Je me crois perdue et pourtant "elle" est toujours là, en arrière fond, la Kétamine. Les idées de morts sont plus rares, moins fortes, moins précises, les ruminations avortent, la dépression elle, est restée elle a reculé de quelques pas mais elle ricane encore (trois jours pour lancer une lessive ou faire un shampoing). Rira bien qui rira la dernière. Mon cerveau est différent et l'espoir, l'espoir de retrouver la K à dose constante, régulière. Très méthodiquement, sur le papier, je commence à bâtir un protocole pour moi, chez moi, en sécurité, pour tuer la dépression ou tout au moins, repousser l'ennemi derrière ses lignes de défense et l'y maintenir, sous bonne garde.

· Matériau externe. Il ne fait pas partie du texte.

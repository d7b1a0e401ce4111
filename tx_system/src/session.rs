//! Driver session seam
//!
//! The executor talks to the database exclusively through the [`SqlSession`]
//! trait so that transaction orchestration can be exercised without a live
//! server. [`PgSession`] is the production implementation over a pooled
//! PostgreSQL connection.

use crate::classify::classify;
use crate::errors::CarehausError;
use crate::value::{SqlRow, SqlValue};
use async_trait::async_trait;
use futures_util::TryStreamExt;
use sqlx::pool::PoolConnection;
use sqlx::postgres::{PgArguments, PgRow};
use sqlx::{Column, Executor, Postgres, Row, TypeInfo};
use uuid::Uuid;

/// One physical database session
///
/// Implementations must serialize statements; the handle layer guarantees a
/// single caller at a time by holding the session behind an async mutex.
#[async_trait]
pub trait SqlSession: Send {
    /// Run one or more parameterless statements outside the prepared-statement
    /// path. Used for transaction control (`BEGIN`, `SAVEPOINT ...`, `COMMIT`).
    async fn batch(&mut self, sql: &str) -> Result<(), CarehausError>;

    /// Run a parameterized statement and return the affected row count
    async fn execute(&mut self, sql: &str, params: &[SqlValue]) -> Result<u64, CarehausError>;

    /// Run a parameterized statement and return the decoded result rows
    async fn query(&mut self, sql: &str, params: &[SqlValue]) -> Result<Vec<SqlRow>, CarehausError>;
}

/// Production session over a pooled PostgreSQL connection
pub struct PgSession {
    conn: PoolConnection<Postgres>,
}

impl PgSession {
    pub fn new(conn: PoolConnection<Postgres>) -> Self {
        Self { conn }
    }
}

#[async_trait]
impl SqlSession for PgSession {
    async fn batch(&mut self, sql: &str) -> Result<(), CarehausError> {
        run_batch(&mut self.conn, sql)
            .await
            .map_err(|e| classify(sql, e))
    }

    async fn execute(&mut self, sql: &str, params: &[SqlValue]) -> Result<u64, CarehausError> {
        let query = bind_params(sqlx::query(sql), params);
        query
            .execute(&mut *self.conn)
            .await
            .map(|result| result.rows_affected())
            .map_err(|e| classify(sql, e))
    }

    async fn query(&mut self, sql: &str, params: &[SqlValue]) -> Result<Vec<SqlRow>, CarehausError> {
        let query = bind_params(sqlx::query(sql), params);
        let rows = query
            .fetch_all(&mut *self.conn)
            .await
            .map_err(|e| classify(sql, e))?;
        rows.iter().map(decode_row).collect()
    }
}

async fn run_batch(conn: &mut PoolConnection<Postgres>, sql: &str) -> Result<(), sqlx::Error> {
    let conn: &mut sqlx::PgConnection = conn;
    let mut stream = conn.fetch_many(sqlx::raw_sql(sql));
    while stream.try_next().await?.is_some() {}
    Ok(())
}

fn bind_params<'q>(
    mut query: sqlx::query::Query<'q, Postgres, PgArguments>,
    params: &[SqlValue],
) -> sqlx::query::Query<'q, Postgres, PgArguments> {
    for param in params {
        query = match param {
            SqlValue::Text(v) => query.bind(v.clone()),
            SqlValue::Integer(v) => query.bind(*v),
            SqlValue::BigInt(v) => query.bind(*v),
            SqlValue::Float(v) => query.bind(*v),
            SqlValue::Boolean(v) => query.bind(*v),
            SqlValue::Uuid(v) => query.bind(*v),
            SqlValue::Timestamp(v) => query.bind(*v),
            SqlValue::Json(v) => query.bind(v.clone()),
            SqlValue::Null => query.bind(Option::<String>::None),
        };
    }
    query
}

fn decode_row(row: &PgRow) -> Result<SqlRow, CarehausError> {
    let mut columns = Vec::with_capacity(row.len());
    let mut values = Vec::with_capacity(row.len());

    for column in row.columns() {
        let idx = column.ordinal();
        let decoded = match column.type_info().name() {
            "TEXT" | "VARCHAR" | "CHAR" | "BPCHAR" | "NAME" => row
                .try_get::<Option<String>, _>(idx)
                .map(|v| v.map(SqlValue::Text)),
            "UUID" => row
                .try_get::<Option<Uuid>, _>(idx)
                .map(|v| v.map(SqlValue::Uuid)),
            "INT2" => row
                .try_get::<Option<i16>, _>(idx)
                .map(|v| v.map(|n| SqlValue::Integer(i32::from(n)))),
            "INT4" => row
                .try_get::<Option<i32>, _>(idx)
                .map(|v| v.map(SqlValue::Integer)),
            "INT8" => row
                .try_get::<Option<i64>, _>(idx)
                .map(|v| v.map(SqlValue::BigInt)),
            "FLOAT4" => row
                .try_get::<Option<f32>, _>(idx)
                .map(|v| v.map(|n| SqlValue::Float(f64::from(n)))),
            "FLOAT8" => row
                .try_get::<Option<f64>, _>(idx)
                .map(|v| v.map(SqlValue::Float)),
            "BOOL" => row
                .try_get::<Option<bool>, _>(idx)
                .map(|v| v.map(SqlValue::Boolean)),
            "JSON" | "JSONB" => row
                .try_get::<Option<serde_json::Value>, _>(idx)
                .map(|v| v.map(SqlValue::Json)),
            "TIMESTAMPTZ" => row
                .try_get::<Option<chrono::DateTime<chrono::Utc>>, _>(idx)
                .map(|v| v.map(SqlValue::Timestamp)),
            "TIMESTAMP" => row
                .try_get::<Option<chrono::NaiveDateTime>, _>(idx)
                .map(|v| v.map(|n| SqlValue::Timestamp(n.and_utc()))),
            other => {
                return Err(CarehausError::internal(format!(
                    "unsupported column type '{}' for column '{}'",
                    other,
                    column.name()
                )))
            }
        }
        .map_err(|e| {
            CarehausError::internal(format!("failed to decode column '{}': {}", column.name(), e))
        })?;

        columns.push(column.name().to_string());
        values.push(decoded.unwrap_or(SqlValue::Null));
    }

    Ok(SqlRow::new(columns, values))
}
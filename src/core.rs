//! Core CareHaus functionality
//!
//! This module contains the main CareHaus struct and its implementation,
//! providing centralized coordination for the connection pool, the resource
//! store, and the transaction layer.

use crate::errors::CareHausError;
use config::AppConfig;
use resource_store::ResourceStore;
use sqlx::PgPool;
use std::future::Future;
use std::time::Duration;
use tx_system::{CarehausError, ConnectionHandle, TxOptions};

/// Main CareHaus coordinator that manages the database connection pool and
/// the resource store
pub struct CareHaus {
    pool: PgPool,
    resources: ResourceStore,
    statement_timeout: Option<Duration>,
}

impl CareHaus {
    /// Create new CareHaus with database connection
    pub async fn new(config: AppConfig) -> Result<Self, CareHausError> {
        let connection_string = config.database.connection_string();

        let mut pool_options = sqlx::postgres::PgPoolOptions::new()
            .max_connections(config.database.max_connections)
            .min_connections(config.database.min_connections)
            .idle_timeout(Duration::from_secs(config.database.idle_timeout_seconds));

        // Set max lifetime if specified
        if config.database.max_lifetime_seconds > 0 {
            pool_options = pool_options
                .max_lifetime(Duration::from_secs(config.database.max_lifetime_seconds));
        }

        let pool = pool_options.connect(&connection_string).await?;
        let resources = ResourceStore::new(pool.clone());

        let statement_timeout = match config.transaction.statement_timeout_seconds {
            0 => None,
            seconds => Some(Duration::from_secs(seconds)),
        };

        Ok(Self {
            pool,
            resources,
            statement_timeout,
        })
    }

    /// Get database pool reference
    pub fn pool(&self) -> &PgPool {
        &self.pool
    }

    /// Get the resource store
    pub fn resources(&self) -> &ResourceStore {
        &self.resources
    }

    /// Run a callback under a logical transaction
    ///
    /// Nested calls on the same task join the enclosing transaction through a
    /// savepoint. The configured statement timeout applies unless the options
    /// carry their own.
    pub async fn with_transaction<F, Fut, T>(
        &self,
        options: TxOptions,
        callback: F,
    ) -> Result<T, CarehausError>
    where
        F: FnOnce(ConnectionHandle) -> Fut,
        Fut: Future<Output = Result<T, CarehausError>>,
    {
        let mut options = options;
        if options.statement_timeout.is_none() {
            options.statement_timeout = self.statement_timeout;
        }
        tx_system::with_transaction(&self.pool, options, callback).await
    }

    /// Check database connection health
    pub async fn health_check(&self) -> Result<(), CareHausError> {
        sqlx::query("SELECT 1").fetch_one(&self.pool).await?;
        Ok(())
    }
}
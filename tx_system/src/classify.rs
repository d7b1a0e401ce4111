//! Driver error classification
//!
//! Translates sqlx errors into the core error taxonomy. Classification is by
//! SQLSTATE where the engine provides one; connectivity failures are mapped
//! before any database-level inspection.

use crate::errors::CarehausError;

const SERIALIZATION_FAILURE: &str = "40001";
const DEADLOCK_DETECTED: &str = "40P01";
const UNIQUE_VIOLATION: &str = "23505";
const FOREIGN_KEY_VIOLATION: &str = "23503";
const CHECK_VIOLATION: &str = "23514";
const IN_FAILED_SQL_TRANSACTION: &str = "25P02";

/// Classify a driver error raised while running `operation`
pub fn classify(operation: &str, err: sqlx::Error) -> CarehausError {
    match &err {
        sqlx::Error::Io(_)
        | sqlx::Error::PoolTimedOut
        | sqlx::Error::PoolClosed
        | sqlx::Error::WorkerCrashed => {
            CarehausError::connection_lost(format!("{}: {}", operation, err))
        }
        sqlx::Error::RowNotFound => CarehausError::NotFound {
            text: format!("{}: row not found", operation),
        },
        sqlx::Error::Database(db) => {
            let message = db.message().to_string();
            match db.code().as_deref() {
                Some(SERIALIZATION_FAILURE) | Some(DEADLOCK_DETECTED) => {
                    CarehausError::serialization_conflict(message)
                }
                Some(UNIQUE_VIOLATION) => CarehausError::conflict(message),
                Some(FOREIGN_KEY_VIOLATION) | Some(CHECK_VIOLATION) => {
                    CarehausError::validation(message, Vec::new())
                }
                Some(IN_FAILED_SQL_TRANSACTION) => CarehausError::TransactionAborted {
                    text: message,
                },
                _ => CarehausError::internal(message),
            }
        }
        _ => CarehausError::internal(format!("{}: {}", operation, err)),
    }
}
//! SQL value bridge
//!
//! Runtime representation of PostgreSQL values used both as query parameters
//! and as decoded result cells. Higher layers never touch driver row types.

use crate::errors::CarehausError;
use serde::{Deserialize, Serialize};
use uuid::Uuid;

/// A PostgreSQL value crossing the session boundary
#[derive(Debug, Clone, PartialEq, Serialize, Deserialize)]
pub enum SqlValue {
    Text(String),
    Integer(i32),
    BigInt(i64),
    Float(f64),
    Boolean(bool),
    Uuid(Uuid),
    Timestamp(chrono::DateTime<chrono::Utc>),
    Json(serde_json::Value),
    Null,
}

impl From<String> for SqlValue {
    fn from(val: String) -> Self {
        SqlValue::Text(val)
    }
}

impl From<&str> for SqlValue {
    fn from(val: &str) -> Self {
        SqlValue::Text(val.to_string())
    }
}

impl From<i32> for SqlValue {
    fn from(val: i32) -> Self {
        SqlValue::Integer(val)
    }
}

impl From<i64> for SqlValue {
    fn from(val: i64) -> Self {
        SqlValue::BigInt(val)
    }
}

impl From<f64> for SqlValue {
    fn from(val: f64) -> Self {
        SqlValue::Float(val)
    }
}

impl From<bool> for SqlValue {
    fn from(val: bool) -> Self {
        SqlValue::Boolean(val)
    }
}

impl From<Uuid> for SqlValue {
    fn from(val: Uuid) -> Self {
        SqlValue::Uuid(val)
    }
}

impl From<chrono::DateTime<chrono::Utc>> for SqlValue {
    fn from(val: chrono::DateTime<chrono::Utc>) -> Self {
        SqlValue::Timestamp(val)
    }
}

impl From<serde_json::Value> for SqlValue {
    fn from(val: serde_json::Value) -> Self {
        SqlValue::Json(val)
    }
}

impl<T> From<Option<T>> for SqlValue
where
    T: Into<SqlValue>,
{
    fn from(val: Option<T>) -> Self {
        match val {
            Some(v) => v.into(),
            None => SqlValue::Null,
        }
    }
}

/// A decoded result row
#[derive(Debug, Clone, Default)]
pub struct SqlRow {
    columns: Vec<String>,
    values: Vec<SqlValue>,
}

impl SqlRow {
    pub fn new(columns: Vec<String>, values: Vec<SqlValue>) -> Self {
        Self { columns, values }
    }

    pub fn is_empty(&self) -> bool {
        self.columns.is_empty()
    }

    /// Raw cell lookup by column name
    pub fn get(&self, column: &str) -> Option<&SqlValue> {
        self.columns
            .iter()
            .position(|c| c == column)
            .map(|idx| &self.values[idx])
    }

    fn require(&self, column: &str) -> Result<&SqlValue, CarehausError> {
        self.get(column).ok_or_else(|| {
            CarehausError::internal(format!("column '{}' missing from result row", column))
        })
    }

    fn mismatch(column: &str, expected: &str, got: &SqlValue) -> CarehausError {
        CarehausError::internal(format!(
            "column '{}' has unexpected type (expected {}, got {:?})",
            column, expected, got
        ))
    }

    pub fn get_text(&self, column: &str) -> Result<String, CarehausError> {
        match self.require(column)? {
            SqlValue::Text(v) => Ok(v.clone()),
            other => Err(Self::mismatch(column, "text", other)),
        }
    }

    pub fn get_i32(&self, column: &str) -> Result<i32, CarehausError> {
        match self.require(column)? {
            SqlValue::Integer(v) => Ok(*v),
            other => Err(Self::mismatch(column, "integer", other)),
        }
    }

    pub fn get_i64(&self, column: &str) -> Result<i64, CarehausError> {
        match self.require(column)? {
            SqlValue::BigInt(v) => Ok(*v),
            SqlValue::Integer(v) => Ok(i64::from(*v)),
            other => Err(Self::mismatch(column, "bigint", other)),
        }
    }

    pub fn get_bool(&self, column: &str) -> Result<bool, CarehausError> {
        match self.require(column)? {
            SqlValue::Boolean(v) => Ok(*v),
            other => Err(Self::mismatch(column, "boolean", other)),
        }
    }

    pub fn get_uuid(&self, column: &str) -> Result<Uuid, CarehausError> {
        match self.require(column)? {
            SqlValue::Uuid(v) => Ok(*v),
            other => Err(Self::mismatch(column, "uuid", other)),
        }
    }

    pub fn get_timestamp(
        &self,
        column: &str,
    ) -> Result<chrono::DateTime<chrono::Utc>, CarehausError> {
        match self.require(column)? {
            SqlValue::Timestamp(v) => Ok(*v),
            other => Err(Self::mismatch(column, "timestamptz", other)),
        }
    }

    pub fn get_json(&self, column: &str) -> Result<serde_json::Value, CarehausError> {
        match self.require(column)? {
            SqlValue::Json(v) => Ok(v.clone()),
            other => Err(Self::mismatch(column, "jsonb", other)),
        }
    }
}

#[cfg(test)]
mod tests {
    use super::*;
    use serde_json::json;

    fn sample_row() -> SqlRow {
        SqlRow::new(
            vec![
                "id".to_string(),
                "resource_type".to_string(),
                "version_id".to_string(),
                "content".to_string(),
            ],
            vec![
                SqlValue::Uuid(Uuid::nil()),
                SqlValue::Text("Patient".to_string()),
                SqlValue::Integer(1),
                SqlValue::Json(json!({"resourceType": "Patient"})),
            ],
        )
    }

    #[test]
    fn test_typed_getters() {
        let row = sample_row();
        assert_eq!(row.get_uuid("id").unwrap(), Uuid::nil());
        assert_eq!(row.get_text("resource_type").unwrap(), "Patient");
        assert_eq!(row.get_i32("version_id").unwrap(), 1);
        assert_eq!(
            row.get_json("content").unwrap(),
            json!({"resourceType": "Patient"})
        );
    }

    #[test]
    fn test_integer_widens_to_bigint() {
        let row = sample_row();
        assert_eq!(row.get_i64("version_id").unwrap(), 1);
    }

    #[test]
    fn test_missing_column_is_internal_error() {
        let row = sample_row();
        let err = row.get_text("nope").unwrap_err();
        assert!(matches!(err, CarehausError::Internal { .. }));
    }

    #[test]
    fn test_type_mismatch_is_internal_error() {
        let row = sample_row();
        let err = row.get_bool("resource_type").unwrap_err();
        assert!(matches!(err, CarehausError::Internal { .. }));
    }

    #[test]
    fn test_option_conversion() {
        assert_eq!(SqlValue::from(Some(5i32)), SqlValue::Integer(5));
        assert_eq!(SqlValue::from(Option::<i32>::None), SqlValue::Null);
    }
}
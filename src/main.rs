use std::sync::Arc;
use std::time::Duration;

use tracing_subscriber::EnvFilter;

use transitdesk::config::{AppConfig, FilePricingSource};
use transitdesk::db::{self, SqliteStore};
use transitdesk::services::clock::SystemClock;
use transitdesk::services::locks::KeyedLocks;
use transitdesk::services::messaging::log_only::LogOnlyGateway;
use transitdesk::services::messaging::twilio::TwilioWhatsAppGateway;
use transitdesk::services::messaging::NotificationGateway;
use transitdesk::services::pricing::PricingHandle;
use transitdesk::state::AppState;

const PURGE_INTERVAL: Duration = Duration::from_secs(15 * 60);

#[tokio::main]
async fn main() -> anyhow::Result<()> {
    let _ = dotenvy::dotenv();

    tracing_subscriber::fmt()
        .with_env_filter(EnvFilter::try_from_default_env().unwrap_or_else(|_| "info".into()))
        .init();

    let config = AppConfig::from_env();

    let conn = db::init_db(&config.database_url)?;
    let store = Arc::new(SqliteStore::new(conn, config.conversation_ttl_hours));

    let source = FilePricingSource::new(&config.pricing_config_path);
    tracing::info!(
        path = %source.path().display(),
        "loading pricing config"
    );
    let pricing = PricingHandle::load(Box::new(source))?;
    tracing::info!(corridors = pricing.engine().catalog().len(), "pricing config loaded");

    let messaging: Box<dyn NotificationGateway> = if config.has_twilio_credentials() {
        tracing::info!("using Twilio WhatsApp gateway (from: {})", config.twilio_whatsapp_number);
        Box::new(TwilioWhatsAppGateway::new(
            config.twilio_account_sid.clone(),
            config.twilio_auth_token.clone(),
            config.twilio_whatsapp_number.clone(),
        ))
    } else {
        tracing::warn!("Twilio credentials not set, outbound messages will only be logged");
        Box::new(LogOnlyGateway)
    };

    if config.admin_token.is_empty() {
        tracing::warn!("ADMIN_TOKEN is empty, admin API is disabled");
    } else if config.uses_default_admin_token() {
        tracing::warn!("ADMIN_TOKEN is not set, admin API accepts the default token");
    }

    let state = Arc::new(AppState {
        config: config.clone(),
        conversations: store.clone(),
        bookings: store.clone(),
        messaging,
        pricing,
        clock: Box::new(SystemClock::with_offset_hours(config.utc_offset_hours)),
        locks: KeyedLocks::new(),
    });

    tokio::spawn(purge_stale_conversations(store));

    let app = transitdesk::router(state);

    let addr = format!("0.0.0.0:{}", config.port);
    tracing::info!("starting server on {addr}");

    let listener = tokio::net::TcpListener::bind(&addr).await?;
    axum::serve(listener, app).await?;

    Ok(())
}

async fn purge_stale_conversations(store: Arc<SqliteStore>) {
    let mut interval = tokio::time::interval(PURGE_INTERVAL);
    loop {
        interval.tick().await;
        match store.purge_expired() {
            Ok(0) => {}
            Ok(count) => tracing::info!(count, "purged stale conversations"),
            Err(e) => tracing::error!(error = %e, "failed to purge stale conversations"),
        }
    }
}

J'ai fini ce récit. J'ai compris des tas de choses sur la drogue dont j'ignorais tout sauf ce qu'on en raconte.
J'ai décidé de passer de l'autre côté, du côté interdit, comme des millions qui ne peuvent payer les soins pour une fiole de kétamine qui ne coûte quelques euros, qui devait être gratuite pour tous et qui est revendue dans le monde légal 300 fois son prix. Le tout justifié par des "séances d'intégration", contrôle social rien moins. Je parlerai de tout cela en détail dans ce blog.